As you can see in the above image, the pink line is my intended course. The little icon of the helicopter, which is me, is displaced somewhat to the right (east). I am at 2,071 feet, about ten miles northeast of Pensacola Regional Airport (KPNS), making 101 knots across the ground. Thirty miles and a little under 18 minutes to go. Off to my left is some very bad weather, represented by the orange and dark red colors. Had I not deviated, I would’ve flown into a thunderstorm. As it turned out, we got a few sprinkles on the bubble, but that was all. (By the way, the big green blob just inside the compass rose would appear to be light precipitation/rain, but in reality is just a bunch of wet clouds from which no rain was falling.)
Could I have gotten home without the Garmin? Sure, but I would have been “hunting and pecking.” And I may have made the wrong choice and gone around the west side of that line, which would have been a BIG mistake. Having the “big picture” made the flight so much more comfortable and easy. And safe.

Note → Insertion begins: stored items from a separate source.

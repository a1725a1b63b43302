use crate::integration::support::Endpoint;
use kvtree::store::{GetOptions, SetOptions, StoreCall};
use kvtree::{node_struct, Context, Decoder, Encoder, Error, KeysApi, MemoryStore, RecordingStore};
use std::collections::{BTreeMap, HashMap};

fn set(store: &MemoryStore, key: &str, value: &str) {
    store
        .set(&Context::background(), key, value, &SetOptions::default())
        .unwrap();
}

#[test]
fn sequence_order_follows_indexes_not_listing_order() {
    let store = RecordingStore::new(MemoryStore::new());
    let values: Vec<u32> = (0..15).map(|i| i * 10).collect();
    Encoder::new(&store).encode("/seq", &values).unwrap();

    store.reverse_listings(true);
    let mut out: Vec<u32> = Vec::new();
    Decoder::new(&store).decode("/seq", &mut out).unwrap();
    assert_eq!(out, values);
}

#[test]
fn integer_map_keys_are_parsed_from_segments() {
    let store = MemoryStore::new();
    let mut ports: HashMap<i64, String> = HashMap::new();
    ports.insert(-1, "loopback".to_string());
    ports.insert(443, "https".to_string());
    ports.insert(8080, "alt".to_string());
    Encoder::new(&store).encode("/ports", &ports).unwrap();

    assert_eq!(
        store.leaves("/ports").unwrap(),
        vec![
            ("/ports/-1".to_string(), "loopback".to_string()),
            ("/ports/443".to_string(), "https".to_string()),
            ("/ports/8080".to_string(), "alt".to_string()),
        ]
    );

    let mut out: HashMap<i64, String> = HashMap::new();
    Decoder::new(&store).decode("/ports", &mut out).unwrap();
    assert_eq!(out, ports);
}

#[test]
fn map_key_that_does_not_parse_fails() {
    let store = MemoryStore::new();
    set(&store, "/m/300", "x");

    let mut out: BTreeMap<u8, String> = BTreeMap::new();
    let err = Decoder::new(&store).decode("/m", &mut out).unwrap_err();
    assert!(matches!(err, Error::Parse { ref path, .. } if path == "/m/300"));
}

#[test]
fn map_of_structs_round_trips() {
    let store = MemoryStore::new();
    let mut hosts = BTreeMap::new();
    hosts.insert(
        "east".to_string(),
        Endpoint {
            host: "e".to_string(),
            port: 1,
        },
    );
    hosts.insert(
        "west".to_string(),
        Endpoint {
            host: "w".to_string(),
            port: 2,
        },
    );
    Encoder::new(&store).encode("/hosts", &hosts).unwrap();

    let mut out = BTreeMap::new();
    out.insert("local".to_string(), Endpoint::default());
    out.insert(
        "east".to_string(),
        Endpoint {
            host: "old".to_string(),
            port: 9,
        },
    );
    Decoder::new(&store).decode("/hosts", &mut out).unwrap();

    let mut expected = hosts.clone();
    expected.insert("local".to_string(), Endpoint::default());
    assert_eq!(out, expected);
}

#[test]
fn rewriting_a_shorter_sequence_removes_stale_elements() {
    let store = MemoryStore::new();
    let encoder = Encoder::new(&store);
    let first: Vec<String> = ["a", "b", "c", "d", "e"].map(String::from).to_vec();
    let second: Vec<String> = ["x", "y", "z"].map(String::from).to_vec();
    encoder.encode("/list", &first).unwrap();
    encoder.encode("/list", &second).unwrap();

    let keys: Vec<String> = store
        .leaves("/list")
        .unwrap()
        .into_iter()
        .map(|(k, _)| k)
        .collect();
    assert_eq!(keys, vec!["/list/0", "/list/1", "/list/2"]);
}

#[test]
fn rewriting_a_map_removes_stale_entries() {
    let store = MemoryStore::new();
    let encoder = Encoder::new(&store);
    let first: HashMap<String, u8> = [("a", 1), ("b", 2), ("c", 3)]
        .into_iter()
        .map(|(k, v)| (k.to_string(), v))
        .collect();
    encoder.encode("/m", &first).unwrap();

    let second: HashMap<String, u8> = [("d".to_string(), 4)].into_iter().collect();
    encoder.encode("/m", &second).unwrap();

    assert_eq!(
        store.leaves("/m").unwrap(),
        vec![("/m/d".to_string(), "4".to_string())]
    );
}

#[derive(Debug, Default, PartialEq)]
struct Settings {
    mode: String,
    level: u8,
}

node_struct!(Settings { mode, level });

#[test]
fn structs_are_merged_not_replaced() {
    let store = RecordingStore::new(MemoryStore::new());
    store
        .set(
            &Context::background(),
            "/settings/extra",
            "keep-me",
            &SetOptions::default(),
        )
        .unwrap();
    store.clear_calls();

    let settings = Settings {
        mode: "fast".to_string(),
        level: 3,
    };
    Encoder::new(&store).encode("/settings", &settings).unwrap();

    assert!(store
        .calls()
        .iter()
        .all(|call| !matches!(call, StoreCall::Delete { .. })));
    assert_eq!(
        store.inner().leaves("/settings").unwrap(),
        vec![
            ("/settings/extra".to_string(), "keep-me".to_string()),
            ("/settings/level".to_string(), "3".to_string()),
            ("/settings/mode".to_string(), "fast".to_string()),
        ]
    );
}

#[test]
fn empty_collections_round_trip_as_empty_directories() {
    let store = MemoryStore::new();
    let encoder = Encoder::new(&store);
    encoder.encode("/v", &Vec::<String>::new()).unwrap();
    encoder.encode("/m", &HashMap::<String, String>::new()).unwrap();

    for key in ["/v", "/m"] {
        let node = store
            .get(&Context::background(), key, &GetOptions::default())
            .unwrap();
        assert!(node.dir, "{} should be a directory", key);
        assert!(node.children.is_empty());
    }

    let mut v = vec!["stale".to_string()];
    let mut m: HashMap<String, String> = HashMap::new();
    m.insert("k".to_string(), "v".to_string());
    let decoder = Decoder::new(&store);
    decoder.decode("/v", &mut v).unwrap();
    decoder.decode("/m", &mut m).unwrap();
    assert!(v.is_empty());
    assert_eq!(m.len(), 1);
    assert_eq!(m["k"], "v");

    let mut fresh: HashMap<String, String> = HashMap::new();
    decoder.decode("/m", &mut fresh).unwrap();
    assert!(fresh.is_empty());
}

#[test]
fn emptying_a_collection_replaces_the_old_subtree() {
    let store = MemoryStore::new();
    let encoder = Encoder::new(&store);
    encoder.encode("/v", &vec![1, 2, 3]).unwrap();
    encoder.encode("/v", &Vec::<i32>::new()).unwrap();

    assert!(store.leaves("/v").unwrap().is_empty());
    let node = store
        .get(&Context::background(), "/v", &GetOptions::default())
        .unwrap();
    assert!(node.dir);
}

#[test]
fn sequence_with_gaps_fills_defaults() {
    let store = MemoryStore::new();
    set(&store, "/v/0/host", "a");
    set(&store, "/v/0/port", "1");
    set(&store, "/v/2/host", "c");
    set(&store, "/v/2/port", "3");

    let mut out: Vec<Endpoint> = Vec::new();
    Decoder::new(&store).decode("/v", &mut out).unwrap();
    assert_eq!(out.len(), 3);
    assert_eq!(out[1], Endpoint::default());
    assert_eq!(out[2].host, "c");
}

#[test]
fn invalid_map_key_is_rejected() {
    let store = RecordingStore::new(MemoryStore::new());
    let mut map = HashMap::new();
    map.insert(String::new(), 1u8);

    let err = Encoder::new(&store).encode("/m", &map).unwrap_err();
    assert!(matches!(err, Error::InvalidSegment { ref segment, .. } if segment.is_empty()));
    assert!(store.calls().is_empty());
}

#[test]
fn decoding_a_map_keeps_entries_the_store_does_not_have() {
    let store = MemoryStore::new();
    set(&store, "/m/b", "2");

    let mut out: HashMap<String, u8> = HashMap::new();
    out.insert("a".to_string(), 1);
    Decoder::new(&store).decode("/m", &mut out).unwrap();

    let expected: HashMap<String, u8> = [("a".to_string(), 1), ("b".to_string(), 2)]
        .into_iter()
        .collect();
    assert_eq!(out, expected);
}

#[test]
fn trailing_none_elements_are_not_stored() {
    let store = MemoryStore::new();
    Encoder::new(&store)
        .encode("/v", &vec![Some(1u8), None, Some(3), None])
        .unwrap();

    let mut out: Vec<Option<u8>> = Vec::new();
    Decoder::new(&store).decode("/v", &mut out).unwrap();
    assert_eq!(out, vec![Some(1), None, Some(3)]);
}
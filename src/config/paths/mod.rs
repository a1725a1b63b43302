//! Filesystem locations used by the configuration layer.

pub mod xdg_root;
use crate::integration::support::{sample_config, ServiceConfig};
use kvtree::error::{ContextError, StoreError};
use kvtree::store::{Ack, DeleteOptions, GetOptions, Node, SetOptions};
use kvtree::{
    CancelHandle, Context, DecodeOptions, Decoder, EncodeOptions, Encoder, Error, KeysApi,
    MemoryStore, RecordingStore,
};
use std::sync::atomic::{AtomicUsize, Ordering};
use std::time::Duration;

/// Cancels its handle once `limit` writes have gone through.
struct CancelAfterWrites {
    inner: MemoryStore,
    handle: CancelHandle,
    limit: usize,
    writes: AtomicUsize,
}

impl KeysApi for CancelAfterWrites {
    fn get(&self, ctx: &Context, key: &str, opts: &GetOptions) -> Result<Node, StoreError> {
        self.inner.get(ctx, key, opts)
    }

    fn set(
        &self,
        ctx: &Context,
        key: &str,
        value: &str,
        opts: &SetOptions,
    ) -> Result<Ack, StoreError> {
        let ack = self.inner.set(ctx, key, value, opts)?;
        if self.writes.fetch_add(1, Ordering::SeqCst) + 1 >= self.limit {
            self.handle.cancel();
        }
        Ok(ack)
    }

    fn delete(&self, ctx: &Context, key: &str, opts: &DeleteOptions) -> Result<Ack, StoreError> {
        self.inner.delete(ctx, key, opts)
    }
}

#[test]
fn cancellation_stops_the_walk_between_writes() {
    let (ctx, handle) = Context::background().with_cancel();
    let store = CancelAfterWrites {
        inner: MemoryStore::new(),
        handle,
        limit: 4,
        writes: AtomicUsize::new(0),
    };

    let err = Encoder::new(&store)
        .encode_with(&ctx, "/svc", &sample_config(), &EncodeOptions::default())
        .unwrap_err();
    assert!(matches!(err, Error::Context(ContextError::Cancelled)));
    assert_eq!(store.inner.leaves("/").unwrap().len(), 4);
    assert_eq!(store.writes.load(Ordering::SeqCst), 4);
}

#[test]
fn cancelled_context_makes_no_store_calls() {
    let store = RecordingStore::new(MemoryStore::new());
    Encoder::new(&store)
        .encode("/svc", &sample_config())
        .unwrap();
    store.clear_calls();

    let (ctx, handle) = Context::background().with_cancel();
    handle.cancel();

    let mut out = ServiceConfig::default();
    let err = Decoder::new(&store)
        .decode_with(&ctx, "/svc", &mut out, &DecodeOptions::default())
        .unwrap_err();
    assert!(matches!(err, Error::Context(ContextError::Cancelled)));

    let err = Encoder::new(&store)
        .encode_with(&ctx, "/svc", &sample_config(), &EncodeOptions::default())
        .unwrap_err();
    assert!(matches!(err, Error::Context(ContextError::Cancelled)));
    assert!(store.calls().is_empty());
}

#[test]
fn expired_deadline_is_reported() {
    let store = MemoryStore::new();
    let ctx = Context::background().with_timeout(Duration::ZERO);

    let err = Encoder::new(&store)
        .encode_with(&ctx, "/n", &1u8, &EncodeOptions::default())
        .unwrap_err();
    assert!(matches!(err, Error::Context(ContextError::DeadlineExceeded)));
    assert!(store.leaves("/").unwrap().is_empty());
}

#[test]
fn generous_deadline_does_not_interfere() {
    let store = MemoryStore::new();
    let ctx = Context::background().with_timeout(Duration::from_secs(60));
    Encoder::new(&store)
        .encode_with(&ctx, "/svc", &sample_config(), &EncodeOptions::default())
        .unwrap();

    let mut out = ServiceConfig::default();
    Decoder::new(&store)
        .decode_with(&ctx, "/svc", &mut out, &DecodeOptions::default())
        .unwrap();
    assert_eq!(out.replicas.len(), 12);
}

I also purchased a small collision-avoidance device, a ZAON XRS, which also sits up on the dash. It detects other aircraft and displays their relative position to me.
In the example above, the plane is headed northeastbound (060 degrees) at an altitude of 700 feet ("FL007"). There is one aircraft 2.5 miles ahead to the front-right, 600 higher in level flight, and another aircraft three miles off the left wing, 700 feet above, climbing. This unit is designed to play through the Garmin GPS. When an aircraft gets close, a little window opens up on my main map with a dot representing the other traffic’s position and altitude.

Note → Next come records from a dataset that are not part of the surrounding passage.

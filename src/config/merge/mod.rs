//! Source composition.

pub mod policy;
pub mod service;
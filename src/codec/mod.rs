//! Value Descriptors
//!
//! A type takes part in encoding and decoding by implementing [`NodeValue`],
//! which describes its shape as one variant of a closed set: a leaf scalar, a
//! struct with a static field table, a sequence, a mapping, an optional
//! indirection, or a custom bulk codec. The encoder and decoder walk these
//! descriptors; they never inspect concrete types.
//!
//! Std types are covered in [`impls`]. User structs use [`node_struct!`];
//! custom encodings use [`json_node!`], [`text_node!`], or [`custom_node!`].
//!
//! [`node_struct!`]: crate::node_struct
//! [`json_node!`]: crate::json_node
//! [`text_node!`]: crate::text_node
//! [`custom_node!`]: crate::custom_node

pub mod custom;
pub mod duration;
pub mod impls;
mod macros;
pub mod primitive;
pub mod tag;

use crate::error::{Error, ParseError};

pub use custom::{Capability, CustomCodec, JsonCodec, TextCodec};
pub use primitive::Primitive;
pub use tag::FieldSpec;

/// A value that can be written to and read from the store.
pub trait NodeValue {
    /// Read-only view used by the encoder.
    fn as_node(&self) -> NodeRef<'_>;

    /// Writable view used by the decoder.
    fn as_node_mut(&mut self) -> NodeMut<'_>;

    /// Restore the zero value. Applied when a missing node is tolerated.
    fn reset(&mut self);
}

pub enum NodeRef<'a> {
    /// Canonical leaf string
    Leaf(String),
    Struct(&'a dyn StructNode),
    Sequence(&'a dyn SequenceNode),
    Mapping(&'a dyn MappingNode),
    /// Optional value; `None` writes nothing
    Indirect(Option<&'a dyn NodeValue>),
    Custom(&'a dyn CustomCodec),
    Unsupported(&'static str),
}

pub enum NodeMut<'a> {
    Leaf(&'a mut dyn LeafSlot),
    Struct(&'a mut dyn StructNode),
    Sequence(&'a mut dyn SequenceNode),
    Mapping(&'a mut dyn MappingNode),
    Indirect(&'a mut dyn IndirectNode),
    Custom(&'a mut dyn CustomCodec),
    /// The value is reachable but cannot be written through
    Shared(&'static str),
    Unsupported(&'static str),
}

/// A scalar destination filled from one leaf string.
pub trait LeafSlot {
    fn parse_leaf(&mut self, text: &str) -> Result<(), ParseError>;
}

impl<T: Primitive> LeafSlot for T {
    fn parse_leaf(&mut self, text: &str) -> Result<(), ParseError> {
        *self = T::from_leaf(text)?;
        Ok(())
    }
}

/// Field access for struct-shaped values.
pub trait StructNode {
    /// Field table in declaration order. Built once per type.
    fn fields(&self) -> &'static [FieldSpec];
    fn field(&self, name: &str) -> Option<&dyn NodeValue>;
    fn field_mut(&mut self, name: &str) -> Option<&mut dyn NodeValue>;
}

pub trait SequenceNode {
    fn len(&self) -> usize;

    fn is_empty(&self) -> bool {
        self.len() == 0
    }

    fn element(&self, index: usize) -> Option<&dyn NodeValue>;
    fn element_mut(&mut self, index: usize) -> Option<&mut dyn NodeValue>;

    /// Replace the contents with `len` zero values.
    fn reset_len(&mut self, len: usize);
}

pub trait MappingNode {
    fn len(&self) -> usize;

    fn is_empty(&self) -> bool {
        self.len() == 0
    }

    /// Entries with their keys rendered as path segments.
    fn entries(&self) -> Vec<(String, &dyn NodeValue)>;

    /// Build a zero value, let `fill` decode into it, then insert it under the
    /// key parsed from the last segment of `child_key`. An existing entry
    /// under that key is replaced.
    fn insert_with(
        &mut self,
        child_key: &str,
        fill: &mut dyn FnMut(&mut dyn NodeValue) -> Result<(), Error>,
    ) -> Result<(), Error>;
}

pub trait IndirectNode {
    /// The contained value, allocated as a zero value if absent.
    fn get_or_insert(&mut self) -> &mut dyn NodeValue;

    /// Drop the contained value.
    fn clear(&mut self);
}
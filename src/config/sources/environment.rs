//! Environment variable source: KVTREE__* with __ separator

use config::builder::DefaultState;
use config::ConfigBuilder;
use config::ConfigError;
use config::Environment;

/// Add environment variable overlay to builder.
///
/// `KVTREE__STORE__BACKEND=memory` sets `store.backend`.
pub fn add_to_builder(
    builder: ConfigBuilder<DefaultState>,
) -> Result<ConfigBuilder<DefaultState>, ConfigError> {
    Ok(builder.add_source(
        Environment::with_prefix("KVTREE")
            .separator("__")
            .try_parsing(true),
    ))
}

I think back to when I first started flying in the 1970’s, and how “blind” we were in the sky. We had the most basic electronic navigational aids that told you very little about your exact position…there were no moving maps…no satellite radio/weather…no way of knowing if there were other aircraft in your vicinity. We were pretty dependent upon air traffic control to warn us of unseen traffic and the worst weather ahead – if they even could: the information they had was crude and incomplete.
We’ve made so many incredible advances since then. The amazing Garmin 496 combined with XM Weather and the XAON collision-avoidance device gives me unbelievable capability in a small, inexpensive package. I would never want to leave the ground without them.
4 comments:
When new guys ask me about what offshore flying was like when I began in '79, I tell them about going 120 miles out in the Gulf in the High Island area with no navaid other than an NDB receiver that didn't work anyway. It was dead reckoning, baby. Sometimes I wonder if I sound like the old guys I remember from my youth. You know, the ones who walked ten miles to school, barefoot. In the snow. Uphill both ways.
Well, you know... I remember listening to my dad talk about his days of flying for the U.S. Marines in jets! that only had NDB receivers. Talk about uphill both ways! I'd never want to do that.
Honestly, I don't know how the old-timers in the Gulf of Mexico did it - flying long distances in bad weather using only a compass and a map. The compass in the JetRanger I currently fly often just swings uselessly back and forth, 45 degrees either side of the heading I'm on. Impossible to use for navigation. I flew one Bell 47 once and if you happened to have the doors off, the compass in it just used to rotate slowly, all the way around.
So I welcome all advances in technology, especially those that help with my situational awareness in the sky. And even though what we have in our helicopter is pretty "advanced," technology marches on. The new thing is "synthetic vision" which gives the pilot an even more clear and accurate presentation of the terrain ahead. Lord, wouldn't that be nice on those dark and stormy nights!
Cool peek at how today's tech is helping you guys out!
So what happened to the AIR FRANCE system! Where are you BOB! post something on this.